EXCLUDED_SECTORS = ['Financials', 'Real Estate'] # Sektor dengan struktur neraca berbeda
REQUEST_DELAY = 0.5 # Detik, untuk menghindari rate limit Yahoo Finance

# Ticker Management

In [3]:
# Mengunduh daftar S&P 500, membuang sektor yang tidak diinginkan, dan memperbaiki format simbol ticker
def load_tickers(url, excluded_sectors):
    print(f"Mengunduh list ticker S&P500 dari: {url}")
    df = pd.read_csv(url)

    initial_count = len(df)

    # Filter Sektor
    df_filtered = df[~df['GICS Sector'].isin(excluded_sectors)].copy()

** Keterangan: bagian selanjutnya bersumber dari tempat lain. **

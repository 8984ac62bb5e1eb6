mod error;
mod extractors;
mod handlers;
mod routes;
pub mod security;
mod state;

pub use error::{AppError, AppResult, HttpError};
pub use extractors::{AdminContext, SESSION_COOKIE};
pub use state::AppState;

use crate::services::thumbnails::PUBLIC_PREFIX;
use crate::{Config, Database};
use anyhow::Result;
use axum::middleware;
use axum::Router;
use std::sync::Arc;
use tokio::net::TcpListener;
use tower::ServiceBuilder;
use tower_http::compression::CompressionLayer;
use tower_http::services::ServeDir;
use tower_http::trace::TraceLayer;

/// The full application: public site, admin backend and uploaded files.
pub fn build_router(state: Arc<AppState>) -> Router {
    let storage = ServeDir::new(&state.config.media.upload_dir);
    let max_thumbnail_bytes = state.config.media.max_thumbnail_bytes();

    Router::new()
        .merge(routes::public_routes())
        .merge(routes::auth_routes())
        .merge(routes::admin_routes(max_thumbnail_bytes))
        .nest_service(&format!("/{}", PUBLIC_PREFIX), storage)
        .layer(
            ServiceBuilder::new()
                .layer(TraceLayer::new_for_http())
                .layer(CompressionLayer::new())
                .layer(middleware::from_fn(security::apply_security_headers)),
        )
        .with_state(state)
}

pub async fn serve(config: Config, db: Database, addr: &str) -> Result<()> {
    let state = Arc::new(AppState::new(config, db));
    let app = build_router(state);

    let listener = TcpListener::bind(addr).await?;
    axum::serve(listener, app).await?;

    Ok(())
}
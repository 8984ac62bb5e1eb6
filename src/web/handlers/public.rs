use super::view;
use crate::services::pagination::Page;
use crate::services::posts::{get_published_by_slug, latest_posts, related_posts};
use crate::services::presenter::{PostCard, PostDetail, PostResource};
use crate::services::query::{query_posts, PostFilter};
use crate::services::ServiceError;
use crate::web::error::AppResult;
use crate::web::state::AppState;
use axum::extract::{Path, Query, State};
use axum::response::{IntoResponse, Response};
use serde::{Deserialize, Serialize};
use std::sync::Arc;

#[derive(Serialize)]
struct SiteInfo<'a> {
    title: &'a str,
    description: &'a str,
    url: &'a str,
}

fn site_info(state: &AppState) -> SiteInfo<'_> {
    let site = &state.config.site;
    SiteInfo {
        title: &site.title,
        description: &site.description,
        url: &site.url,
    }
}

#[derive(Serialize)]
struct HomeProps<'a> {
    site: SiteInfo<'a>,
    posts: Vec<PostResource>,
}

pub async fn index(State(state): State<Arc<AppState>>) -> AppResult<Response> {
    let posts = latest_posts(&state.db, state.config.content.posts_per_page, true)?;
    Ok(view(
        "Home",
        HomeProps {
            site: site_info(&state),
            posts: posts.iter().map(|p| state.presenter.resource(p)).collect(),
        },
    )
    .into_response())
}

#[derive(Deserialize, Default)]
pub struct PublicPostsQuery {
    search: Option<String>,
    page: Option<String>,
}

#[derive(Serialize)]
struct SearchFilter {
    search: Option<String>,
}

#[derive(Serialize)]
struct PostsProps<'a> {
    site: SiteInfo<'a>,
    posts: Page<PostResource>,
    filters: SearchFilter,
}

pub async fn posts(
    State(state): State<Arc<AppState>>,
    Query(query): Query<PublicPostsQuery>,
) -> AppResult<Response> {
    let filter = PostFilter::published(
        query.search.as_deref(),
        query.page.as_deref(),
        state.config.content.posts_per_page,
    );
    let page = query_posts(&state.db, &filter)?;

    Ok(view(
        "Posts/Index",
        PostsProps {
            site: site_info(&state),
            posts: page.map(|item| state.presenter.resource(&item)),
            filters: SearchFilter {
                search: filter.search.clone(),
            },
        },
    )
    .into_response())
}

#[derive(Serialize)]
struct PostProps<'a> {
    site: SiteInfo<'a>,
    post: PostDetail,
    related: Vec<PostCard>,
}

pub async fn post(
    State(state): State<Arc<AppState>>,
    Path(slug): Path<String>,
) -> AppResult<Response> {
    let item = get_published_by_slug(&state.db, &slug)?.ok_or(ServiceError::NotFound("post"))?;
    let related = related_posts(&state.db, &item.post, state.config.content.related_posts)?;

    Ok(view(
        "Posts/Show",
        PostProps {
            site: site_info(&state),
            post: state.presenter.detail(&item),
            related: related.iter().map(|p| state.presenter.card(p)).collect(),
        },
    )
    .into_response())
}
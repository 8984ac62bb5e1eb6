use crate::services::auth;
use crate::{web, Config, Database};
use anyhow::Result;
use std::path::Path;

pub async fn run(config_path: &Path, host: Option<String>, port: Option<u16>) -> Result<()> {
    let config = Config::load(config_path)?;
    let db = Database::open_with_pool_size(&config.database.path, config.database.pool_size)?;

    db.migrate()?;

    let expired = auth::cleanup_expired_sessions(&db)?;
    if expired > 0 {
        tracing::info!(expired, "Removed expired sessions");
    }

    let addr = format!(
        "{}:{}",
        host.unwrap_or_else(|| config.server.host.clone()),
        port.unwrap_or(config.server.port)
    );
    tracing::info!("Starting server at http://{}", addr);

    web::serve(config, db, &addr).await?;

    Ok(())
}
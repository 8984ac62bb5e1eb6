//! Shared storage for the two name-only taxonomies, categories and tags.
//!
//! Table names are compile-time constants and are the only thing ever
//! interpolated into the SQL below.

use super::bulk::{self, BulkReport};
use super::error::ServiceError;
use super::pagination::{Page, PageRequest};
use super::slug::generate_slug;
use super::validation::{required_name, ValidationErrors};
use crate::models::{Named, TermForm};
use crate::Database;
use anyhow::Result;
use rusqlite::{OptionalExtension, Row};

pub(crate) struct TermTable {
    pub table: &'static str,
    pub noun: &'static str,
    pub plural: &'static str,
    /// Correlated subquery counting the posts attached to `t.id`.
    pub posts_count: &'static str,
}

pub(crate) const CATEGORIES: TermTable = TermTable {
    table: "categories",
    noun: "category",
    plural: "categories",
    posts_count: "(SELECT COUNT(*) FROM posts p WHERE p.category_id = t.id)",
};

pub(crate) const TAGS: TermTable = TermTable {
    table: "tags",
    noun: "tag",
    plural: "tags",
    posts_count: "(SELECT COUNT(*) FROM post_tag pt WHERE pt.tag_id = t.id)",
};

pub struct TermRow {
    pub id: i64,
    pub name: String,
    pub slug: String,
    pub created_at: String,
    pub updated_at: String,
}

fn row_to_term(row: &Row) -> rusqlite::Result<TermRow> {
    Ok(TermRow {
        id: row.get(0)?,
        name: row.get(1)?,
        slug: row.get(2)?,
        created_at: row.get(3)?,
        updated_at: row.get(4)?,
    })
}

impl TermTable {
    pub fn get(&self, db: &Database, id: i64) -> Result<Option<TermRow>> {
        let conn = db.get()?;
        let sql = format!(
            "SELECT id, name, slug, created_at, updated_at FROM {} WHERE id = ?",
            self.table
        );
        Ok(conn.query_row(&sql, [id], row_to_term).optional()?)
    }

    pub fn exists(&self, db: &Database, id: i64) -> Result<bool> {
        let conn = db.get()?;
        let sql = format!("SELECT EXISTS(SELECT 1 FROM {} WHERE id = ?)", self.table);
        let exists: bool = conn.query_row(&sql, [id], |row| row.get(0))?;
        Ok(exists)
    }

    /// Every term as `{id, name}`, ordered by name, for filter dropdowns.
    pub fn list_named(&self, db: &Database) -> Result<Vec<Named>> {
        let conn = db.get()?;
        let sql = format!("SELECT id, name FROM {} ORDER BY name, id", self.table);
        let mut stmt = conn.prepare(&sql)?;
        let terms = stmt
            .query_map([], |row| {
                Ok(Named {
                    id: row.get(0)?,
                    name: row.get(1)?,
                })
            })?
            .collect::<Result<Vec<_>, _>>()?;
        Ok(terms)
    }

    /// Name-ordered page of terms with their post counts.
    pub fn list(
        &self,
        db: &Database,
        search: Option<&str>,
        request: PageRequest,
    ) -> Result<Page<(TermRow, i64)>> {
        let conn = db.get()?;
        let needle = search
            .map(str::trim)
            .filter(|s| !s.is_empty())
            .map(like_needle);

        let where_clause = if needle.is_some() {
            " WHERE fold_case(t.name) LIKE ?1 ESCAPE '\\'"
        } else {
            ""
        };

        let count_sql = format!("SELECT COUNT(*) FROM {} t{}", self.table, where_clause);
        let total: i64 = match &needle {
            Some(n) => conn.query_row(&count_sql, [n], |row| row.get(0))?,
            None => conn.query_row(&count_sql, [], |row| row.get(0))?,
        };

        if !request.in_bounds {
            return Ok(Page::new(Vec::new(), total, request));
        }

        let sql = format!(
            "SELECT t.id, t.name, t.slug, t.created_at, t.updated_at, {} AS posts_count
             FROM {} t{} ORDER BY t.name, t.id LIMIT {} OFFSET {}",
            self.posts_count,
            self.table,
            where_clause,
            request.limit(),
            request.offset()
        );
        let mut stmt = conn.prepare(&sql)?;
        let map_row = |row: &Row| -> rusqlite::Result<(TermRow, i64)> {
            Ok((row_to_term(row)?, row.get(5)?))
        };
        let rows = match &needle {
            Some(n) => stmt
                .query_map([n], map_row)?
                .collect::<Result<Vec<_>, _>>()?,
            None => stmt.query_map([], map_row)?.collect::<Result<Vec<_>, _>>()?,
        };

        Ok(Page::new(rows, total, request))
    }

    fn validate(&self, db: &Database, form: &TermForm, current_id: Option<i64>) -> Result<(String, String)> {
        let mut errors = ValidationErrors::new();
        let Some(name) = required_name(&mut errors, "name", form.name.as_deref()) else {
            return Err(ServiceError::Validation(errors).into());
        };

        let slug = generate_slug(&name);
        if slug.is_empty() {
            errors.add("name", "The name must contain at least one letter or number.");
            return Err(ServiceError::Validation(errors).into());
        }

        let conn = db.get()?;
        let sql = format!(
            "SELECT EXISTS(SELECT 1 FROM {} WHERE slug = ?1 AND id != ?2)",
            self.table
        );
        let taken: bool = conn.query_row(&sql, (&slug, current_id.unwrap_or(0)), |row| row.get(0))?;
        if taken {
            errors.add("name", "The name has already been taken.");
        }
        errors.into_result()?;

        Ok((name, slug))
    }

    pub fn create(&self, db: &Database, form: &TermForm) -> Result<i64> {
        let (name, slug) = self.validate(db, form, None)?;
        let conn = db.get()?;
        let sql = format!("INSERT INTO {} (name, slug) VALUES (?, ?)", self.table);
        conn.execute(&sql, (&name, &slug))?;
        let id = conn.last_insert_rowid();
        tracing::info!(id, name = %name, "Created {}", self.noun);
        Ok(id)
    }

    pub fn update(&self, db: &Database, id: i64, form: &TermForm) -> Result<()> {
        if !self.exists(db, id)? {
            return Err(ServiceError::NotFound(self.noun).into());
        }
        let (name, slug) = self.validate(db, form, Some(id))?;
        let conn = db.get()?;
        let sql = format!(
            "UPDATE {} SET name = ?, slug = ?, updated_at = CURRENT_TIMESTAMP WHERE id = ?",
            self.table
        );
        conn.execute(&sql, (&name, &slug, id))?;
        tracing::info!(id, name = %name, "Updated {}", self.noun);
        Ok(())
    }

    /// Deletes one term; `Ok(false)` when it did not exist.
    ///
    /// Posts keep existing: the category reference is nulled and tag links
    /// are dropped by the foreign keys.
    pub fn delete(&self, db: &Database, id: i64) -> Result<bool> {
        let conn = db.get()?;
        let sql = format!("DELETE FROM {} WHERE id = ?", self.table);
        let affected = conn.execute(&sql, [id])?;
        if affected > 0 {
            tracing::info!(id, "Deleted {}", self.noun);
        }
        Ok(affected > 0)
    }

    pub fn bulk_delete(&self, db: &Database, ids: &[i64]) -> BulkReport {
        let report = bulk::delete_each(ids, |id| self.delete(db, id));
        tracing::info!(
            deleted = report.deleted,
            requested = ids.len(),
            "Bulk deleted {}",
            self.plural
        );
        report
    }
}

/// Case-folded `%needle%` pattern for matching against `fold_case(column)`.
pub(crate) fn like_needle(search: &str) -> String {
    format!("%{}%", escape_like(&search.to_lowercase()))
}

/// Escapes LIKE wildcards so user input matches literally (with `ESCAPE '\'`).
pub(crate) fn escape_like(input: &str) -> String {
    let mut escaped = String::with_capacity(input.len());
    for c in input.chars() {
        if matches!(c, '%' | '_' | '\\') {
            escaped.push('\\');
        }
        escaped.push(c);
    }
    escaped
}
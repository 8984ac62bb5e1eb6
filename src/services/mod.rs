pub mod auth;
pub mod bulk;
pub mod categories;
pub mod dashboard;
pub mod error;
pub mod pagination;
pub mod posts;
pub mod presenter;
pub mod query;
pub mod slug;
pub mod tags;
pub(crate) mod terms;
pub mod thumbnails;
pub mod validation;

pub use error::ServiceError;
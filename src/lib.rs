pub mod cli;
pub mod config;
pub mod db;
pub mod models;
pub mod services;
pub mod web;

#[cfg(test)]
mod tests;

pub use config::Config;
pub use db::Database;
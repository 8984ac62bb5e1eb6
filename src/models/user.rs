use serde::Serialize;

#[derive(Debug, Clone, Serialize)]
pub struct User {
    pub id: i64,
    pub name: String,
    pub email: String,
    #[serde(skip_serializing)]
    pub password_hash: String,
    pub is_admin: bool,
    pub created_at: String,
    pub updated_at: String,
}

#[derive(Debug, Clone, Serialize)]
pub struct UserSummary {
    pub id: i64,
    pub name: String,
    pub email: String,
}

impl From<&User> for UserSummary {
    fn from(user: &User) -> Self {
        Self {
            id: user.id,
            name: user.name.clone(),
            email: user.email.clone(),
        }
    }
}
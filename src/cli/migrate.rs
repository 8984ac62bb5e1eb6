use crate::cli::MigrateCommand;
use crate::db::MigrationStatus;
use crate::{Config, Database};
use anyhow::Result;
use std::path::Path;

pub async fn run(config_path: &Path, command: Option<MigrateCommand>) -> Result<()> {
    let config = Config::load(config_path)?;
    let db = Database::open(&config.database.path)?;

    match command {
        None => {
            db.migrate()?;
            tracing::info!(database = %config.database.path, "Database is up to date");
        }
        Some(MigrateCommand::Status) => print_status(&db.migration_status()?),
    }

    Ok(())
}

fn print_status(statuses: &[MigrationStatus]) {
    println!("{:<8} {:<48} APPLIED", "VERSION", "DESCRIPTION");
    for status in statuses {
        println!(
            "{:<8} {:<48} {}",
            format!("{:03}", status.version),
            status.description,
            status.applied_at.as_deref().unwrap_or("pending")
        );
    }

    let pending = statuses.iter().filter(|s| s.applied_at.is_none()).count();
    if pending > 0 {
        println!("\n{} pending; run `quillpost migrate` to apply.", pending);
    }
}
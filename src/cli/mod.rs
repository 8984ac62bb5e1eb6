pub mod init;
pub mod migrate;
pub mod serve;
pub mod user;

use clap::{Parser, Subcommand};
use std::path::PathBuf;

#[derive(Parser)]
#[command(name = "quillpost")]
#[command(version)]
#[command(about = "A small blog with a JSON admin backend", long_about = None)]
pub struct Cli {
    #[arg(short, long, env = "QUILLPOST_CONFIG", default_value = "quillpost.toml")]
    pub config: PathBuf,

    #[command(subcommand)]
    pub command: Option<Commands>,
}

#[derive(Subcommand)]
pub enum Commands {
    /// Create a new site directory with a default config
    Init {
        #[arg(default_value = ".")]
        path: PathBuf,
        #[arg(long)]
        name: Option<String>,
    },
    /// Run the HTTP server
    Serve {
        #[arg(short = 'H', long)]
        host: Option<String>,
        #[arg(short, long)]
        port: Option<u16>,
    },
    /// Apply pending database migrations
    Migrate {
        #[command(subcommand)]
        command: Option<MigrateCommand>,
    },
    User {
        #[command(subcommand)]
        command: UserCommand,
    },
}

#[derive(Subcommand)]
pub enum MigrateCommand {
    /// Show applied and pending migrations
    Status,
}

#[derive(Subcommand)]
pub enum UserCommand {
    Add {
        #[arg(long)]
        name: String,
        #[arg(long)]
        email: String,
        /// Grant access to the admin backend
        #[arg(long)]
        admin: bool,
        #[arg(long)]
        password: Option<String>,
    },
    List,
    Remove {
        email: String,
    },
    Passwd {
        email: String,
    },
}
mod category;
mod post;
mod tag;
mod user;

pub use category::*;
pub use post::*;
pub use tag::*;
pub use user::*;
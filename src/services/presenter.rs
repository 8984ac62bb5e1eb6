//! Projection of stored posts into the lean shapes handed to the view layer.

use super::thumbnails::thumbnail_url;
use crate::models::{Named, Post, PostStatus, PostWithRelations};
use chrono::{DateTime, NaiveDateTime, SecondsFormat};
use serde::Serialize;

/// Row of the admin post table and of the public feeds.
#[derive(Debug, Clone, PartialEq, Eq, Serialize)]
pub struct PostResource {
    pub id: i64,
    pub title: String,
    pub slug: String,
    pub created_at: String,
    pub status: PostStatus,
    pub thumbnail_url: Option<String>,
    pub category: Option<Named>,
    pub tags: Vec<Named>,
}

/// Everything the edit form and the article page need.
#[derive(Debug, Clone, Serialize)]
pub struct PostDetail {
    #[serde(flatten)]
    pub resource: PostResource,
    pub content: Option<String>,
    pub thumbnail: Option<String>,
    pub category_id: Option<i64>,
    pub updated_at: String,
}

/// Minimal card used for related-post lists.
#[derive(Debug, Clone, PartialEq, Eq, Serialize)]
pub struct PostCard {
    pub id: i64,
    pub title: String,
    pub slug: String,
    pub thumbnail_url: Option<String>,
    pub created_at: String,
}

#[derive(Debug, Clone)]
pub struct Presenter {
    base_url: String,
}

impl Presenter {
    pub fn new(base_url: impl Into<String>) -> Self {
        Self {
            base_url: base_url.into(),
        }
    }

    pub fn thumbnail_url(&self, post: &Post) -> Option<String> {
        post.thumbnail
            .as_deref()
            .map(|path| thumbnail_url(&self.base_url, path))
    }

    pub fn resource(&self, item: &PostWithRelations) -> PostResource {
        PostResource {
            id: item.post.id,
            title: item.post.title.clone(),
            slug: item.post.slug.clone(),
            created_at: iso_timestamp(&item.post.created_at),
            status: item.post.status,
            thumbnail_url: self.thumbnail_url(&item.post),
            category: item.category.as_ref().map(|c| Named {
                id: c.id,
                name: c.name.clone(),
            }),
            tags: item
                .tags
                .iter()
                .map(|t| Named {
                    id: t.id,
                    name: t.name.clone(),
                })
                .collect(),
        }
    }

    pub fn detail(&self, item: &PostWithRelations) -> PostDetail {
        PostDetail {
            resource: self.resource(item),
            content: item.post.content.clone(),
            thumbnail: item.post.thumbnail.clone(),
            category_id: item.post.category_id,
            updated_at: iso_timestamp(&item.post.updated_at),
        }
    }

    pub fn card(&self, post: &Post) -> PostCard {
        PostCard {
            id: post.id,
            title: post.title.clone(),
            slug: post.slug.clone(),
            thumbnail_url: self.thumbnail_url(post),
            created_at: iso_timestamp(&post.created_at),
        }
    }
}

/// Normalizes SQLite `CURRENT_TIMESTAMP` text (UTC) to RFC 3339.
/// Values in neither format are passed through untouched.
pub fn iso_timestamp(raw: &str) -> String {
    if let Ok(dt) = NaiveDateTime::parse_from_str(raw, "%Y-%m-%d %H:%M:%S") {
        return dt.and_utc().to_rfc3339_opts(SecondsFormat::Secs, true);
    }
    if let Ok(dt) = DateTime::parse_from_rfc3339(raw) {
        return dt.to_rfc3339_opts(SecondsFormat::Secs, true);
    }
    raw.to_string()
}
use crate::{services::auth, Config, Database};
use anyhow::Result;
use std::path::Path;

use super::UserCommand;

fn prompt_new_password(label: &str) -> Result<String> {
    let password = rpassword::prompt_password(label)?;
    let confirm = rpassword::prompt_password("Confirm password: ")?;
    if password != confirm {
        anyhow::bail!("Passwords do not match");
    }
    Ok(password)
}

pub async fn run(config_path: &Path, command: UserCommand) -> Result<()> {
    let config = Config::load(config_path)?;
    let db = Database::open(&config.database.path)?;
    db.migrate()?;

    match command {
        UserCommand::Add {
            name,
            email,
            admin,
            password,
        } => {
            let password = match password {
                Some(p) => p,
                None => prompt_new_password("Password: ")?,
            };
            auth::create_user(&db, &name, &email, &password, admin)?;
            tracing::info!("User '{}' created", email);
        }
        UserCommand::List => {
            let users = auth::list_users(&db)?;
            println!("{:<6} {:<24} {:<32} {:<6}", "ID", "NAME", "EMAIL", "ADMIN");
            println!("{}", "-".repeat(70));
            for user in users {
                println!(
                    "{:<6} {:<24} {:<32} {:<6}",
                    user.id,
                    user.name,
                    user.email,
                    if user.is_admin { "yes" } else { "no" }
                );
            }
        }
        UserCommand::Remove { email } => {
            if auth::delete_user_by_email(&db, &email)? {
                tracing::info!("User '{}' removed", email);
            } else {
                tracing::warn!("User '{}' not found", email);
            }
        }
        UserCommand::Passwd { email } => {
            let password = prompt_new_password("New password: ")?;
            if auth::update_password(&db, &email, &password)? {
                tracing::info!("Password updated for '{}'", email);
            } else {
                anyhow::bail!("User '{}' not found", email);
            }
        }
    }

    Ok(())
}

    # Format Symbol: Ubah 'BRK.B' menjadi 'BRK-B' agar terbaca yfinance
    df_filtered['Symbol'] = df_filtered['Symbol'].str.replace('.', '-', regex=False)

    # Logging sederhana
    dropped_count = initial_count - len(df_filtered)
    print(f"Total Awal    : {initial_count}")
    print(f"Dibuang       : {dropped_count} (Sectors: {excluded_sectors})")
    print(f"Total Target  : {len(df_filtered)}")

    return df_filtered

# Membuat dictionary mapping {Ticker: Sector} untuk referensi cepat
def get_sector_map(df):
    return dict(zip(df['Symbol'], df['GICS Sector']))

# Data Extraction

In [4]:
# Helper internal untuk mengambil nilai float secara aman dari Dictionary atau Series.
# Mengembalikan np.nan jika tidak ditemukan atau error
def safe_get(source, keys):
    # Jika source adalah dictionary (misal: stock.info)
    if isinstance(source, dict):
        val = source.get(keys, np.nan)
        return float(val) if val is not None else np.nan

    # Jika source adalah Pandas Series (misal: financials)
    if isinstance(keys, str):
        keys = [keys]

    for k in keys:
        if k in source:
            val = source[k]
            # Cek validitas data sebelum convert
            return float(val) if not pd.isna(val) else np.nan

    return np.nan

# Mengambil data fundamental lengkap untuk satu ticker menggunakan yfinance
def fetch_financial_data(ticker, sector):
    try:
        stock = yf.Ticker(ticker)

        # 1. Fetch .info (Market Data & Estimates)
        info = stock.info

        # 2. Fetch Financial Statements (Fail-safe)
        try:
            # Mengambil kolom pertama (tahun/kuartal terbaru)
            inc = stock.financials.iloc[:, 0] if not stock.financials.empty else pd.Series(dtype=float)
            bal = stock.balance_sheet.iloc[:, 0] if not stock.balance_sheet.empty else pd.Series(dtype=float)
            cf = stock.cashflow.iloc[:, 0] if not stock.cashflow.empty else pd.Series(dtype=float)
        except Exception:
            # Jika gagal ambil statement, set kosong tapi tetap lanjut ambil data .info
            inc, bal, cf = pd.Series(dtype=float), pd.Series(dtype=float), pd.Series(dtype=float)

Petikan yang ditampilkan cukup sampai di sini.